I’m not going to have an affair.,, honestly I don’t have it in me to do that..yes the thoughts are there but that’s all they are and I’m also fully aware of this online guy not being the one for me it’s strictly fun.,it has however just opened my eyes to what I want sexually from someone and what I feel i need. I wouldn’t ever leave him for someone else.. if I leave him I know I have to be ok with being on my own and that I might never find someone else and not try to replace.
I'm not sure it'll be fun if your husband finds out though? If you want to stay married then having sexual conversations etc with men online doesn't seem like a positive way to safeguard the relationship - if he doesn't know. I couldn't stay with someone I was fundamentally incompatible with as I think it leads to blurred lines like you seeking out and having conversations with men online but saying you would never have an affair, as if you aren't doing anything that goes against your current relationship.

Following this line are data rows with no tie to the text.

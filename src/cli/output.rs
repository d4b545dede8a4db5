//! cli::output
//!
//! Output formatting and display.
//!
//! # Design
//!
//! Output is formatted consistently and respects the quiet flag.
//! When `--json` is enabled, results are printed as one JSON document on
//! stdout and nothing else is.

use std::fmt::Display;

use anyhow::Result;
use serde::Serialize;

/// Output verbosity level.
#[derive(Debug, Clone, Copy, PartialEq, Eq)]
pub enum Verbosity {
    /// Quiet mode - minimal output
    Quiet,
    /// Normal mode - standard output
    Normal,
    /// Debug mode - verbose output
    Debug,
}

impl Verbosity {
    /// Create verbosity from flags.
    pub fn from_flags(quiet: bool, debug: bool) -> Self {
        if quiet {
            Verbosity::Quiet
        } else if debug {
            Verbosity::Debug
        } else {
            Verbosity::Normal
        }
    }
}

/// Print a message (respects quiet mode).
pub fn print(message: impl Display, verbosity: Verbosity) {
    if verbosity != Verbosity::Quiet {
        println!("{}", message);
    }
}

/// Print a value as pretty JSON.
pub fn json<T: Serialize + ?Sized>(value: &T) -> Result<()> {
    println!("{}", serde_json::to_string_pretty(value)?);
    Ok(())
}

/// Print an error message (always shown).
pub fn error(message: impl Display) {
    eprintln!("error: {}", message);
}

/// Format a list of items.
pub fn format_list<T: Display>(items: &[T], prefix: &str) -> String {
    items
        .iter()
        .map(|item| format!("{}{}", prefix, item))
        .collect::<Vec<_>>()
        .join("\n")
}

#[cfg(test)]
mod tests {
    use super::*;

    #[test]
    fn verbosity_from_flags() {
        assert_eq!(Verbosity::from_flags(true, true), Verbosity::Quiet);
        assert_eq!(Verbosity::from_flags(false, true), Verbosity::Debug);
        assert_eq!(Verbosity::from_flags(false, false), Verbosity::Normal);
    }

    #[test]
    fn format_list_prefixes_each_item() {
        assert_eq!(format_list(&["a", "b"], "  "), "  a\n  b");
        assert_eq!(format_list::<&str>(&[], "- "), "");
    }
}
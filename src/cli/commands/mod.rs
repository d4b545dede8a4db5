//! cli::commands
//!
//! Command dispatch and handlers.
//!
//! # Architecture
//!
//! Each command handler:
//! 1. Validates command-specific arguments into domain types
//! 2. Calls the [`RepoService`](crate::service::RepoService)
//! 3. Formats and displays output
//!
//! Handlers do NOT touch repositories directly.

mod branch;
mod commit;
mod inspect;
mod repo;
mod sync;

pub use branch::{branch_checkout, branch_create, branch_list};
pub use commit::commit;
pub use inspect::{log, status};
pub use repo::{clone, connect, init};
pub use sync::{abort_merge, fetch, merge, pull, push};

use anyhow::{Context as _, Result};

use super::args::{AppArgs, BranchAction, Command, KeyArgs};
use super::Context;
use crate::auth::DeployKeyPair;
use crate::core::types::{BranchName, RepoSuffix};

/// Dispatch a command to its handler.
pub fn dispatch(command: Command, ctx: &Context) -> Result<()> {
    match command {
        // Repository lifecycle
        Command::Init { app } => repo::init(ctx, &app),
        Command::Clone { app, url, keys } => repo::clone(ctx, &app, &url, &keys),
        Command::Connect { app, url, keys } => repo::connect(ctx, &app, &url, &keys),

        // Branches
        Command::Branch { action } => match action {
            BranchAction::Create { app, name } => branch::branch_create(ctx, &app, &name),
            BranchAction::Checkout { app, name } => branch::branch_checkout(ctx, &app, &name),
            BranchAction::List { app } => branch::branch_list(ctx, &app),
        },

        // Synchronization
        Command::Push {
            app,
            branch,
            url,
            keys,
        } => sync::push(ctx, &app, &branch, &url, &keys),
        Command::Pull {
            app,
            branch,
            url,
            keys,
        } => sync::pull(ctx, &app, &branch, &url, &keys),
        Command::Fetch {
            app,
            branch,
            url,
            keys,
        } => sync::fetch(ctx, &app, branch.as_deref(), &url, &keys),
        Command::Merge {
            app,
            source,
            destination,
        } => sync::merge(ctx, &app, &source, &destination),
        Command::AbortMerge { app, branch } => sync::abort_merge(ctx, &app, &branch),

        // Inspection
        Command::Status { app, branch } => inspect::status(ctx, &app, branch.as_deref()),
        Command::Log { app, branch, limit } => inspect::log(ctx, &app, branch.as_deref(), limit),

        // Commits
        Command::Commit {
            app,
            branch,
            message,
            author_name,
            author_email,
        } => commit::commit(
            ctx,
            &app,
            branch.as_deref(),
            &message,
            &author_name,
            &author_email,
        ),
    }
}

// =============================================================================
// Argument conversion
// =============================================================================

fn suffix(app: &AppArgs) -> Result<RepoSuffix> {
    RepoSuffix::new(app.tenant.as_str(), app.app.as_str()).context("invalid application")
}

fn branch_name(name: &str) -> Result<BranchName> {
    BranchName::new(name).with_context(|| format!("invalid branch name '{}'", name))
}

fn optional_branch(name: Option<&str>) -> Result<Option<BranchName>> {
    name.map(branch_name).transpose()
}

/// Read the deploy key files. Errors name the file, never its contents.
fn load_keys(keys: &KeyArgs) -> Result<DeployKeyPair> {
    match &keys.public_key {
        Some(public) => Ok(DeployKeyPair::from_files(public, &keys.private_key)?),
        None => {
            let mut private = std::fs::read_to_string(&keys.private_key).with_context(|| {
                format!("failed to read private key {}", keys.private_key.display())
            })?;
            let pair = DeployKeyPair::new("", private.as_str());
            zeroize::Zeroize::zeroize(&mut private);
            Ok(pair?)
        }
    }
}
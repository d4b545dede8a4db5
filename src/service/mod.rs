//! service
//!
//! The operations callers run against application repositories.
//!
//! # Architecture
//!
//! [`RepoService`] is the only entry point. Each operation follows the same
//! lifecycle:
//!
//! ```text
//! Resolve path -> Lock -> Open/Create -> Operate -> Release
//! ```
//!
//! Paths come from [`RepoPaths`], locks from [`LockSet`], repository work
//! from [`Git`] and network work from [`crate::git::transport`]. Nothing is
//! cached between calls: a repository handle lives exactly as long as the
//! operation that opened it.
//!
//! # Invariants
//!
//! - Writers hold an exclusive lock on every path they mutate
//! - Readers hold a shared lock for the whole read
//! - Multi-path operations acquire all locks up front, in a global order
//! - Failed clones and branch creations remove what they created
//!
//! # Example
//!
//! ```no_run
//! use appgit::core::config::Config;
//! use appgit::core::types::RepoSuffix;
//! use appgit::service::RepoService;
//!
//! let service = RepoService::new(Config::load()?);
//! let suffix = RepoSuffix::new("org-1", "app-1")?;
//! let path = service.repo_path(&suffix, None)?;
//!
//! service.create_new_repository(&path)?;
//! std::fs::write(path.join("app.json"), "{}")?;
//! service.commit_application(&path, "initial", "Ada", "ada@example.com")?;
//!
//! for commit in service.get_commit_history(&suffix)? {
//!     println!("{} {}", commit.hash.short(7), commit.message);
//! }
//! # Ok::<(), Box<dyn std::error::Error>>(())
//! ```

mod branches;
mod commit;
mod inspect;
mod lifecycle;
mod sync;

use std::fs;
use std::path::{Path, PathBuf};
use std::sync::Arc;

use crate::core::config::Config;
use crate::core::ops::{LockMode, LockSet};
use crate::core::paths::RepoPaths;
use crate::core::types::{BranchName, Deadline, RepoSuffix};
use crate::git::{Git, GitError, SshTransport, Transport};

/// Repository operations for every application under one root.
///
/// Cheap to clone; clones share configuration and transport.
#[derive(Debug, Clone)]
pub struct RepoService {
    config: Arc<Config>,
    paths: RepoPaths,
    transport: Arc<dyn Transport>,
    deadline: Option<Deadline>,
}

impl RepoService {
    /// Service over `config`, reaching remotes with [`SshTransport`].
    pub fn new(config: Config) -> Self {
        let transport = Arc::new(SshTransport::from_config(&config));
        Self {
            paths: RepoPaths::from_config(&config),
            config: Arc::new(config),
            transport,
            deadline: None,
        }
    }

    /// Replace the transport used for clone, connect, push, pull and fetch.
    pub fn with_transport(mut self, transport: Arc<dyn Transport>) -> Self {
        self.transport = transport;
        self
    }

    /// A service whose operations give up at `deadline`.
    ///
    /// Applies to lock waits and network transfers alike, replacing the
    /// configured timeouts.
    pub fn with_deadline(&self, deadline: Deadline) -> Self {
        Self {
            deadline: Some(deadline),
            ..self.clone()
        }
    }

    pub fn config(&self) -> &Config {
        &self.config
    }

    pub fn paths(&self) -> &RepoPaths {
        &self.paths
    }

    /// Working tree path for `branch` of the application in `suffix`.
    ///
    /// With no explicit branch the suffix's own branch segment is used. The
    /// recorded default branch routes to the application's default path;
    /// every other branch routes to its nested directory.
    pub fn repo_path(
        &self,
        suffix: &RepoSuffix,
        branch: Option<&BranchName>,
    ) -> Result<PathBuf, GitError> {
        let default_path = self.paths.default_path(suffix);
        let Some(branch) = branch.or(suffix.branch()) else {
            return Ok(default_path);
        };

        if Git::exists_at(&default_path) {
            let default = {
                let _locks = self.lock_one(&default_path, LockMode::Shared)?;
                self.default_branch_of(&Git::open(&default_path)?)?
            };
            if default == *branch {
                return Ok(default_path);
            }
        }
        Ok(self.paths.resolve(suffix, Some(branch)))
    }

    /// The application's default branch.
    ///
    /// # Errors
    ///
    /// - [`GitError::NotARepo`] if the application has no repository
    pub fn default_branch(&self, suffix: &RepoSuffix) -> Result<BranchName, GitError> {
        let path = self.paths.default_path(suffix);
        let _locks = self.lock_one(&path, LockMode::Shared)?;
        self.default_branch_of(&Git::open(&path)?)
    }

    // =========================================================================
    // Shared plumbing
    // =========================================================================

    fn lock_deadline(&self) -> Deadline {
        self.deadline
            .unwrap_or_else(|| Deadline::after(self.config.lock_timeout()))
    }

    fn network_deadline(&self) -> Deadline {
        self.deadline
            .unwrap_or_else(|| Deadline::after(self.config.network_timeout()))
    }

    fn lock(&self, requests: &[(PathBuf, LockMode)]) -> Result<LockSet, GitError> {
        tracing::debug!(count = requests.len(), "waiting for locks");
        Ok(LockSet::acquire(&self.paths, requests, self.lock_deadline())?)
    }

    fn lock_one(&self, path: &Path, mode: LockMode) -> Result<LockSet, GitError> {
        self.lock(&[(path.to_path_buf(), mode)])
    }

    /// The branch materialized at the default path.
    ///
    /// Falls back to HEAD's branch, then to the configured initial branch,
    /// for repositories created outside this service.
    fn default_branch_of(&self, git: &Git) -> Result<BranchName, GitError> {
        if let Some(branch) = git.recorded_default_branch()? {
            return Ok(branch);
        }
        Ok(git
            .head_branch()?
            .unwrap_or_else(|| self.config.initial_branch()))
    }

    fn open_default(&self, suffix: &RepoSuffix) -> Result<(PathBuf, Git), GitError> {
        let path = self.paths.default_path(suffix);
        let git = Git::open(&path)?;
        Ok((path, git))
    }
}

/// Remove `path` and then every parent that is left empty, stopping at
/// `stop` (exclusive).
///
/// Best effort: failures are logged, since this only runs while reporting
/// another error.
fn remove_created(path: &Path, stop: &Path) {
    if path.exists() {
        if let Err(e) = fs::remove_dir_all(path) {
            tracing::warn!(path = %path.display(), error = %e, "cleanup failed");
            return;
        }
    }

    let mut current = path.parent();
    while let Some(dir) = current {
        if dir == stop || !dir.starts_with(stop) {
            break;
        }
        // remove_dir only succeeds on empty directories
        if fs::remove_dir(dir).is_err() {
            break;
        }
        current = dir.parent();
    }
}

/// First ancestor of `path` (inclusive) that already exists.
fn existing_ancestor(path: &Path) -> PathBuf {
    path.ancestors()
        .find(|p| p.exists())
        .map(Path::to_path_buf)
        .unwrap_or_default()
}
//! cli
//!
//! Command-line interface layer for appgit.
//!
//! # Responsibilities
//!
//! - Parse command-line arguments and global flags
//! - Install logging and load configuration
//! - Delegate to command handlers
//! - Does NOT touch repositories directly
//!
//! # Architecture
//!
//! The CLI layer is thin. It parses arguments via clap and dispatches to the
//! [`crate::service::RepoService`], which owns locking, path routing and
//! every git call.

pub mod args;
pub mod commands;
pub mod output;

pub use args::Cli;

use std::time::Duration;

use anyhow::{Context as _, Result};
use tracing_subscriber::layer::SubscriberExt;
use tracing_subscriber::util::SubscriberInitExt;
use tracing_subscriber::EnvFilter;

use crate::core::config::Config;
use crate::core::types::Deadline;
use crate::service::RepoService;
use output::Verbosity;

/// Everything a command handler needs.
#[derive(Debug, Clone)]
pub struct Context {
    pub service: RepoService,
    pub json: bool,
    pub verbosity: Verbosity,
}

/// Run the CLI application.
///
/// This is the main entry point called from `main.rs`.
pub fn run() -> Result<()> {
    let cli = Cli::parse_args();
    init_logging(cli.debug);

    let ctx = context_from(&cli)?;
    commands::dispatch(cli.command, &ctx)
}

/// Build the handler context from global flags.
pub fn context_from(cli: &Cli) -> Result<Context> {
    let mut config = match &cli.config {
        Some(path) => Config::from_path(path)
            .with_context(|| format!("failed to load config from {}", path.display()))?,
        None => Config::load().context("failed to load config")?,
    };
    if let Some(root) = &cli.root {
        config = config.with_root(root);
    }
    if let Some(path) = config.loaded_from() {
        tracing::debug!(path = %path.display(), "loaded config");
    }

    let mut service = RepoService::new(config);
    if let Some(secs) = cli.timeout {
        service = service.with_deadline(Deadline::after(Duration::from_secs(secs)));
    }

    Ok(Context {
        service,
        json: cli.json,
        verbosity: Verbosity::from_flags(cli.quiet, cli.debug),
    })
}

/// Log to stderr. `RUST_LOG` wins; otherwise `warn`, or `debug` with `--debug`.
fn init_logging(debug: bool) {
    let default = if debug { "debug" } else { "warn" };
    let filter = EnvFilter::try_from_default_env().unwrap_or_else(|_| EnvFilter::new(default));
    // try_init: a subscriber may already be set when embedded in tests
    let _ = tracing_subscriber::registry()
        .with(filter)
        .with(tracing_subscriber::fmt::layer().with_writer(std::io::stderr))
        .try_init();
}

Your husband sounds selfish and unable to talk maturely about sex. It also seems he thinks of it as something men do to women, not with women as such - so doesn't see your pleasure as being as important or necessary as his. All of that would be a dealbreaker for me, but if you aren't sure you want to break up (which it sounds like you aren't) then at least stop the online stuff with other people while you have time to think about your options.

Joanne2015 · 20/07/2021 19:37

@Branleuse

Op your online dom or whatever he is is not the man for you either. Internet doms are ten a penny. . Youre talking to yourself into an affair with someone youve never even met. Your husband does sound sexually boring but it is shitty to start messing around with some online kinkster who doesnt give a fuck about what happens to you or your family. Keep your feet in the real world
😘thank you, I will and I know you are right! Honestly I’m defo not about to leave him for this dude
OP posts:
Joanne2015 · 20/07/2021 19:39

You are correct.. it isn’t helping the situation

OP posts:
Monkeyrules · 20/07/2021 19:51

I wouldn't break your family up over this. Not that you're suggesting you would OP, I'm just adding my thoughts to PP.

A lot of people are unsatisfied sexually but stay in relationships because there's a lot to be said for someone who is supportive in other areas of your life.

I think all you can do is buy yourself some steamy novels to read before sex.

Do you think reconnecting through massage might help? Maybe you could do a course in aromatherapy together as a date night once a week and he might learn some transferable skills

Catullus5 · 20/07/2021 20:21

You are absolutely in affair territory. You really think you're not just because you're not having physical sex with this person?

Suzi888 · 20/07/2021 20:28

HmmIf a man posted this. But any way….
If you love him, talk, maybe get yourself a nice toy. If you don’t love him, let him go and find someone more sexually compatible who isn’t using an online Dom (no idea what that is)Grin.
With three children, I don’t know how you have the energy lol!

morethanbetter · 20/07/2021 21:51

@Suzi888

HmmIf a man posted this. But any way…. If you love him, talk, maybe get yourself a nice toy. If you don’t love him, let him go and find someone more sexually compatible who isn’t using an online Dom (no idea what that is)Grin. With three children, I don’t know how you have the energy lol!
So if the situation was reversed the guy would say that he makes the girl orgasm but he is left unsatisfied... how is that fair?